You seem to think that He emptied Himself of His divine essence in order to become flesh. Do you think that?February 27, 2017 at 9:08 pm #818778
You seem to think that He emptied Himself of His divine essence in order to become flesh. Do you think that?
I think he emptied himself of his former position, place, and power to be born as an innocent baby and grow up learning as he goes as we all do. For sure he learned obedience through this experience, he learned to relate to us in our suffering, and it is nice to know that he understands what we go through. Of course he came here to save us more so than for the personal benefits he received. He came to us as one of us, so we could be one of him. This was all God’s plan.
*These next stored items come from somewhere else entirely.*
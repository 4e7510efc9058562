//! Deduplication and rule-based deletion of invalid trips.
//!
//! The raw table is never edited in place. Rows are copied distinct into a
//! scratch table, invalid rows are deleted there rule by rule, and only a
//! verified scratch table replaces the raw one.

use ::duckdb::ToSql;
use cabcarbon_core::{CleanStats, CleaningRules, Fleet, TripPredicate};
use serde::Serialize;
use tracing::{debug, info, warn};

use crate::normalize::NormalizeReport;
use crate::{quote_identifier, set_fleet_cleaned, Warehouse, WarehouseError};

/// Rows one rule deleted.
#[derive(Debug, Clone, Copy, PartialEq, Serialize)]
pub struct RuleOutcome {
    pub rule: TripPredicate,
    pub removed: u64,
}

#[derive(Debug, Clone, PartialEq, Serialize)]
pub struct CleanReport {
    pub fleet: Fleet,
    pub normalize: NormalizeReport,
    pub duplicates_removed: u64,
    pub rules: Vec<RuleOutcome>,
    pub stats: CleanStats,
}

impl Warehouse {
    /// Clean the fleet's raw table and put the result in its place.
    ///
    /// A missing or empty raw table fails with [`WarehouseError::NoData`]
    /// before anything is created.
    pub fn clean_fleet(
        &self,
        fleet: Fleet,
        rules: &CleaningRules,
    ) -> Result<CleanReport, WarehouseError> {
        rules.validate()?;

        let raw = fleet.table_name();
        let status = self.table_status(raw)?;
        if !status.is_populated() {
            warn!(fleet = %fleet, table = raw, "no data to clean");
            return Err(WarehouseError::NoData {
                table: raw.to_string(),
            });
        }
        let pre_count = status.row_count();

        let normalize = self.normalize_timestamp_columns(fleet)?;

        let scratch = fleet.clean_table_name();
        let filtered = match self.filter_into(raw, scratch, rules) {
            Ok(filtered) => filtered,
            Err(error) => {
                if let Err(cleanup) = self.drop_table(scratch) {
                    warn!(table = scratch, %cleanup, "failed to drop scratch table");
                }
                return Err(error);
            }
        };
        let (duplicates_removed, outcomes, post_count) = filtered;

        self.in_transaction(|connection| {
            let sql = format!(
                "DROP TABLE {raw_table}; ALTER TABLE {scratch_table} RENAME TO {raw_table};",
                raw_table = quote_identifier(raw),
                scratch_table = quote_identifier(scratch),
            );
            connection.execute_batch(sql.as_str())?;
            set_fleet_cleaned(connection, fleet, true, &self.run_id)
        })?;

        let stats = CleanStats::new(pre_count, post_count);
        if let Err(error) = self.log_clean(fleet, &stats) {
            warn!(fleet = %fleet, %error, "failed to record clean in clean_log");
        }
        info!(
            fleet = %fleet,
            pre_count = stats.pre_count,
            post_count = stats.post_count,
            removed_count = stats.removed_count,
            removal_pct = stats.removal_pct,
            "cleaned fleet table"
        );

        Ok(CleanReport {
            fleet,
            normalize,
            duplicates_removed,
            rules: outcomes,
            stats,
        })
    }

    /// Build the verified scratch table; returns duplicates removed, the
    /// per-rule deletions and the surviving row count.
    fn filter_into(
        &self,
        raw: &str,
        scratch: &str,
        rules: &CleaningRules,
    ) -> Result<(u64, Vec<RuleOutcome>, u64), WarehouseError> {
        let pre_count = self.row_count(raw)?;
        let distinct = self.deduplicate(raw, scratch)?;
        let duplicates_removed = pre_count.saturating_sub(distinct);
        debug!(table = scratch, duplicates_removed, "deduplicated");

        let mut outcomes = Vec::new();
        for rule in rules.predicates() {
            let removed = self.delete_matching(scratch, &rule.violation())?;
            debug!(table = scratch, rule = rule.name(), removed, "applied rule");
            outcomes.push(RuleOutcome { rule, removed });
        }

        for (rule, remaining) in self.count_violations(scratch, rules)? {
            if remaining > 0 {
                return Err(WarehouseError::CleanVerification {
                    table: scratch.to_string(),
                    rule,
                    remaining,
                });
            }
        }

        Ok((duplicates_removed, outcomes, self.row_count(scratch)?))
    }

    /// Copy the distinct rows of `source` into a fresh `target`.
    ///
    /// Returns the number of rows in `target`. Running it again on its own
    /// output keeps every row.
    pub fn deduplicate(&self, source: &str, target: &str) -> Result<u64, WarehouseError> {
        self.drop_table(target)?;
        let sql = format!(
            "CREATE TABLE {} AS SELECT DISTINCT * FROM {}",
            quote_identifier(target),
            quote_identifier(source)
        );
        self.connection().execute_batch(sql.as_str())?;
        self.row_count(target)
    }

    /// Rows of `table` still breaking each rule, in rule order.
    pub fn count_violations(
        &self,
        table: &str,
        rules: &CleaningRules,
    ) -> Result<Vec<(&'static str, u64)>, WarehouseError> {
        rules
            .predicates()
            .iter()
            .map(|rule| Ok((rule.name(), self.count_matching(table, &rule.violation())?)))
            .collect()
    }

    fn log_clean(&self, fleet: Fleet, stats: &CleanStats) -> Result<(), WarehouseError> {
        let pre = i64::try_from(stats.pre_count).unwrap_or(i64::MAX);
        let post = i64::try_from(stats.post_count).unwrap_or(i64::MAX);
        let removed = i64::try_from(stats.removed_count).unwrap_or(i64::MAX);
        let params: [&dyn ToSql; 6] = [
            &self.run_id,
            &fleet.as_str(),
            &pre,
            &post,
            &removed,
            &stats.removal_pct,
        ];
        self.connection().execute(
            "INSERT INTO clean_log \
             (run_id, fleet, pre_count, post_count, removed_count, removal_pct) \
             VALUES (?, ?, ?, ?, ?, ?)",
            params.as_slice(),
        )?;
        Ok(())
    }
}
use std::fmt::{Display, Formatter};

use serde::{Deserialize, Serialize};

use crate::ValidationError;

pub const MIN_YEAR: i32 = 2000;
pub const MAX_YEAR: i32 = 2100;

/// One monthly trip file: `(year, month)`.
#[derive(Debug, Clone, Copy, PartialEq, Eq, Hash, PartialOrd, Ord, Serialize, Deserialize)]
pub struct Period {
    year: i32,
    month: u8,
}

impl Period {
    pub fn new(year: i32, month: u8) -> Result<Self, ValidationError> {
        validate_year(year)?;
        if !(1..=12).contains(&month) {
            return Err(ValidationError::InvalidMonth { month });
        }
        Ok(Self { year, month })
    }

    /// Every month of every year in `start..=end`, in calendar order.
    pub fn range(start_year: i32, end_year: i32) -> Result<Vec<Self>, ValidationError> {
        validate_year(start_year)?;
        validate_year(end_year)?;
        if start_year > end_year {
            return Err(ValidationError::InvertedYearRange {
                start: start_year,
                end: end_year,
            });
        }

        Ok((start_year..=end_year)
            .flat_map(|year| (1..=12).map(move |month| Self { year, month }))
            .collect())
    }

    pub const fn year(self) -> i32 {
        self.year
    }

    pub const fn month(self) -> u8 {
        self.month
    }

    /// `YYYY-MM`, as used in the published file names.
    pub fn label(self) -> String {
        format!("{:04}-{:02}", self.year, self.month)
    }
}

impl Display for Period {
    fn fmt(&self, f: &mut Formatter<'_>) -> std::fmt::Result {
        write!(f, "{:04}-{:02}", self.year, self.month)
    }
}

fn validate_year(year: i32) -> Result<(), ValidationError> {
    if !(MIN_YEAR..=MAX_YEAR).contains(&year) {
        return Err(ValidationError::YearOutOfRange {
            year,
            min: MIN_YEAR,
            max: MAX_YEAR,
        });
    }
    Ok(())
}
Whatever Jesus was, he didn’t empty himself of his own person. That would probably be death. He took on a different nature which is our nature. He became a little less than the angels, but in reality was, is, and always was above them. And perhaps he was always able to grasp this at anytime but remained humbled for our sake.February 28, 2017 at 9:56 am #818786
Thank you for your response, t8. I agree with some things you said. Although, regarding what He emptied Himself as…I think He emptied Himself of His memories and gave them to the Father for safe keeping. Little by little, Jesus grew in wisdom and received His memory back a portion at a time. Perhaps like if someone volunteered to go into amnesia for the sake of becoming completely clueless as to who they were and their ability to do what they can do.
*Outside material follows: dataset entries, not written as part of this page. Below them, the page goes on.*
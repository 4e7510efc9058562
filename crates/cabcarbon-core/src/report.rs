//! Human-readable rendering of cleaning and aggregation results.
//!
//! Everything here is presentation only: unit conversion, number formatting
//! and calendar names over values computed elsewhere.

use crate::{AggregateRow, AggregateSeries, CleanStats, Fleet, GroupKey};

pub const DAY_NAMES: [&str; 7] = [
    "Sunday",
    "Monday",
    "Tuesday",
    "Wednesday",
    "Thursday",
    "Friday",
    "Saturday",
];

pub const MONTH_NAMES: [&str; 12] = [
    "Jan", "Feb", "Mar", "Apr", "May", "Jun", "Jul", "Aug", "Sep", "Oct", "Nov", "Dec",
];

pub fn kg_to_metric_tons(kg: f64) -> f64 {
    kg / 1000.0
}

/// `1234567` -> `1,234,567`.
pub fn format_thousands(value: u64) -> String {
    group_digits(&value.to_string())
}

/// Fixed-point with thousands separators: `(1234.56, 1)` -> `1,234.6`.
pub fn format_decimal(value: f64, decimals: usize) -> String {
    let rendered = format!("{:.*}", decimals, value.abs());
    let (integer, fraction) = match rendered.split_once('.') {
        Some((integer, fraction)) => (integer, Some(fraction)),
        None => (rendered.as_str(), None),
    };

    let mut out = String::new();
    if value.is_sign_negative() && rendered.chars().any(|ch| ch.is_ascii_digit() && ch != '0') {
        out.push('-');
    }
    out.push_str(&group_digits(integer));
    if let Some(fraction) = fraction {
        out.push('.');
        out.push_str(fraction);
    }
    out
}

fn group_digits(digits: &str) -> String {
    let mut out = String::with_capacity(digits.len() + digits.len() / 3);
    for (index, ch) in digits.chars().enumerate() {
        if index > 0 && (digits.len() - index) % 3 == 0 {
            out.push(',');
        }
        out.push(ch);
    }
    out
}

/// Relative change from `from` to `to`, in percent.
pub fn percent_delta(from: f64, to: f64) -> Option<f64> {
    if from == 0.0 {
        return None;
    }
    Some((to - from) / from * 100.0)
}

/// Display label of a reported group key.
pub fn group_label(group_key: GroupKey, key: i64) -> String {
    match group_key {
        GroupKey::HourOfDay => format!("{key:02}:00"),
        GroupKey::DayOfWeek => usize::try_from(key)
            .ok()
            .and_then(|index| DAY_NAMES.get(index))
            .map_or_else(|| format!("Day {key}"), |name| (*name).to_string()),
        GroupKey::WeekOfYear => format!("Week {key:02}"),
        GroupKey::MonthOfYear => usize::try_from(key - 1)
            .ok()
            .and_then(|index| MONTH_NAMES.get(index))
            .map_or_else(|| format!("Month {key}"), |name| (*name).to_string()),
    }
}

/// Heading of one grouping dimension's section.
pub fn section_title(group_key: GroupKey) -> &'static str {
    match group_key {
        GroupKey::HourOfDay => "Hourly CO2 patterns (hours 1-24 by cab type)",
        GroupKey::DayOfWeek => "Daily CO2 patterns (Sunday-Saturday by cab type)",
        GroupKey::WeekOfYear => "Weekly CO2 patterns (weeks 1-53 by cab type)",
        GroupKey::MonthOfYear => "Monthly CO2 patterns (Jan-Dec by cab type)",
    }
}

/// `yellow` -> `Yellow`.
pub fn fleet_title(fleet: Fleet) -> String {
    let name = fleet.as_str();
    let mut chars = name.chars();
    match chars.next() {
        Some(first) => first.to_ascii_uppercase().to_string() + chars.as_str(),
        None => String::new(),
    }
}

pub fn fleet_header(fleet: Fleet) -> String {
    format!("--- {} Taxi ---", fleet.as_str().to_ascii_uppercase())
}

/// One line per group: trips and metric tons.
pub fn series_lines(series: &AggregateSeries) -> Vec<String> {
    series
        .rows
        .iter()
        .map(|row| group_line(series.group_key, row))
        .collect()
}

fn group_line(group_key: GroupKey, row: &AggregateRow) -> String {
    format!(
        "   {}: {:>12} trips, {:>10} metric tons",
        group_label(group_key, row.key),
        format_thousands(row.trip_count),
        format_decimal(kg_to_metric_tons(row.total_co2_kg), 1)
    )
}

/// Most/least carbon-heavy lines plus the spread between them.
pub fn extremum_lines(series: &AggregateSeries) -> Vec<String> {
    let noun = series.group_key.noun();
    let (Some(max), Some(min)) = (series.max_group(), series.min_group()) else {
        return vec![format!("No trips to rank by {noun}")];
    };

    let mut lines = vec![
        format!(
            "Most carbon-heavy {noun}: {} with avg {:.4} kg CO2",
            group_label(series.group_key, max.key),
            max.avg_co2_per_trip
        ),
        format!(
            "Least carbon-heavy {noun}: {} with avg {:.4} kg CO2",
            group_label(series.group_key, min.key),
            min.avg_co2_per_trip
        ),
    ];
    if let Some(spread) = percent_delta(min.avg_co2_per_trip, max.avg_co2_per_trip) {
        lines.push(format!(
            "Heaviest {noun} averages {spread:+.1}% over the lightest"
        ));
    }
    lines
}

/// `Yellow cleaned: 1,000 → 900 (removed 100, 10.0%)`
pub fn clean_summary(fleet: Fleet, stats: &CleanStats) -> String {
    format!(
        "{} cleaned: {} → {} (removed {}, {:.1}%)",
        fleet_title(fleet),
        format_thousands(stats.pre_count),
        format_thousands(stats.post_count),
        format_thousands(stats.removed_count),
        stats.removal_pct
    )
}
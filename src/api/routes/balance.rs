//! This module defines the HTTP route for token balance lookups.
//! The route is integrated with the Actix-web framework and delegates to the
//! balance controller.
use actix_web::{get, web, HttpResponse};

use crate::{
    api::controllers::balance,
    models::{ApiError, ApiResponse, AppState, TokenBalanceRecord},
};

/// Lists the ERC-20 balances a wallet holds on a network.
#[utoipa::path(
    get,
    path = "/v1/balances/{network}/{address}",
    tag = "Balances",
    operation_id = "getTokenBalances",
    params(
        ("network" = String, Path, description = "Network name or chain id, case-insensitive (e.g. `ethereum` or `1`)"),
        ("address" = String, Path, description = "Wallet address, 0x-prefixed 40-character hex")
    ),
    responses(
        (
            status = 200,
            description = "Non-zero balances for every tracked token, in registry order",
            body = Vec<TokenBalanceRecord>
        ),
        (
            status = 400,
            description = "Malformed wallet address",
            body = ApiResponse<String>,
            example = json!({
                "success": false,
                "data": null,
                "error": "Invalid wallet address"
            })
        ),
        (
            status = 404,
            description = "Unknown network",
            body = ApiResponse<String>,
            example = json!({
                "success": false,
                "data": null,
                "error": "Network not supported"
            })
        ),
        (
            status = 500,
            description = "Internal server error",
            body = ApiResponse<String>
        ),
    )
)]
#[get("/balances/{network}/{address}")]
pub async fn get_token_balances(
    path: web::Path<(String, String)>,
    data: web::ThinData<AppState>,
) -> Result<HttpResponse, ApiError> {
    let (network, address) = path.into_inner();
    balance::token_balances(&network, &address, data).await
}

pub fn init(cfg: &mut web::ServiceConfig) {
    cfg.service(get_token_balances);
}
For example, consider the prince of the country of xyz. What if this prince was kidnapped and beaten up and randomly placed in an undiscovered jungle somewhere. His beatings left him with severe amnesia. He no longer realized that he was the prince of the country xyz and no longer knew about the country xyz or about anything from his past, including his position, place and power or anything at all, like a newborn. Would that make him no longer the prince of the country xyz, NO. He still is the prince of the country xyz, just no one knows it where he is, including himself. Then little by little the prince begins to remember things from his past as he heals until he eventually remembers everything. He grows in wisdom, the wisdom that he had from the past.
That analogy seems reasonable to me. What do you think?February 28, 2017 at 12:20 pm #818795
Thank you for your response, t8. I agree with some things you said. Although, regarding what He emptied Himself as…I think He emptied Himself of His memories
Yup, I pretty much hinted at that in being born innocent meaning no prior knowledge but having to learn everything like we do. He may even had to learn who he really was.
🙂March 9, 2017 at 9:32 am #818842
It seems like we agree 🙂 🙂 🙂 on the possibility that the Son emptied Himself of His memory which the Father released back to Him as He grew in wisdom, a portion at a time.
He may even had to learn who he really was.
Does it seem to you that after Jesus rose and sent the Holy Spirit, that knowledge of who Jesus actually was increased beyond what Jesus said about Himself?March 20, 2017 at 11:36 am #818931
Yes I agree. While Jesus taught his disciples in parables and directly, many things came clear to them after the resurrection.